RECORDS PROVIDED =>

//! Request authentication for the external match API.
//!
//! Every request carries an API key, the SDK version and a short-lived expiration, all in the
//! `x-renegade-*` namespace. A signature over the path, those headers and the body is attached
//! last in `x-renegade-auth`:
//!
//! 1. [`expiring_headers`] builds the full header set without the signature.
//! 2. The request is built with those headers and its encoded body.
//! 3. [`HmacKey::sign_request`] signs the built request and the signature header is inserted.

mod signer;

use std::time::Duration;

use reqwest::header::{HeaderMap, HeaderName, HeaderValue};

pub use signer::HmacKey;

use crate::{Result, SDK_VERSION, Timestamp};

/// Namespace of headers covered by the signature.
pub const HEADER_PREFIX: &str = "x-renegade";
pub const API_KEY_HEADER: &str = "x-renegade-api-key";
pub const SDK_VERSION_HEADER: &str = "x-renegade-sdk-version";
/// Epoch milliseconds after which the server rejects the request.
pub const AUTH_EXPIRATION_HEADER: &str = "x-renegade-auth-expiration";
pub const AUTH_HEADER: &str = "x-renegade-auth";

pub const DEFAULT_AUTH_EXPIRATION: Duration = Duration::from_secs(10);

/// Headers that precede the signature: API key, SDK version and expiration.
pub fn expiring_headers(api_key: &str, expiration: Timestamp) -> Result<HeaderMap> {
    let mut map = HeaderMap::new();

    map.insert(
        HeaderName::from_static(API_KEY_HEADER),
        HeaderValue::from_str(api_key)?,
    );
    map.insert(
        HeaderName::from_static(SDK_VERSION_HEADER),
        HeaderValue::from_static(SDK_VERSION),
    );
    map.insert(
        HeaderName::from_static(AUTH_EXPIRATION_HEADER),
        HeaderValue::from(expiration),
    );

    Ok(map)
}

/// Expiration timestamp for a request sent at `now`.
#[must_use]
pub fn expiration_after(now: Timestamp, window: Duration) -> Timestamp {
    let window = i64::try_from(window.as_millis()).unwrap_or(i64::MAX);
    now.saturating_add(window)
}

PROBLEM STATEMENT =>
Every record is to be written out verbatim.

RESULT =>
//! Request authentication for the external match API.
//!
//! Every request carries an API key, the SDK version and a short-lived expiration, all in the
//! `x-renegade-*` namespace. A signature over the path, those headers and the body is attached
//! last in `x-renegade-auth`:
//!
//! 1. [`expiring_headers`] builds the full header set without the signature.
//! 2. The request is built with those headers and its encoded body.
//! 3. [`HmacKey::sign_request`] signs the built request and the signature header is inserted.

mod signer;

use std::time::Duration;

use reqwest::header::{HeaderMap, HeaderName, HeaderValue};

pub use signer::HmacKey;

use crate::{Result, SDK_VERSION, Timestamp};

/// Namespace of headers covered by the signature.
pub const HEADER_PREFIX: &str = "x-renegade";
pub const API_KEY_HEADER: &str = "x-renegade-api-key";
pub const SDK_VERSION_HEADER: &str = "x-renegade-sdk-version";
/// Epoch milliseconds after which the server rejects the request.
pub const AUTH_EXPIRATION_HEADER: &str = "x-renegade-auth-expiration";
pub const AUTH_HEADER: &str = "x-renegade-auth";

pub const DEFAULT_AUTH_EXPIRATION: Duration = Duration::from_secs(10);

/// Headers that precede the signature: API key, SDK version and expiration.
pub fn expiring_headers(api_key: &str, expiration: Timestamp) -> Result<HeaderMap> {
    let mut map = HeaderMap::new();

    map.insert(
        HeaderName::from_static(API_KEY_HEADER),
        HeaderValue::from_str(api_key)?,
    );
    map.insert(
        HeaderName::from_static(SDK_VERSION_HEADER),
        HeaderValue::from_static(SDK_VERSION),
    );
    map.insert(
        HeaderName::from_static(AUTH_EXPIRATION_HEADER),
        HeaderValue::from(expiration),
    );

    Ok(map)
}

/// Expiration timestamp for a request sent at `now`.
#[must_use]
pub fn expiration_after(now: Timestamp, window: Duration) -> Timestamp {
    let window = i64::try_from(window.as_millis()).unwrap_or(i64::MAX);
    now.saturating_add(window)
}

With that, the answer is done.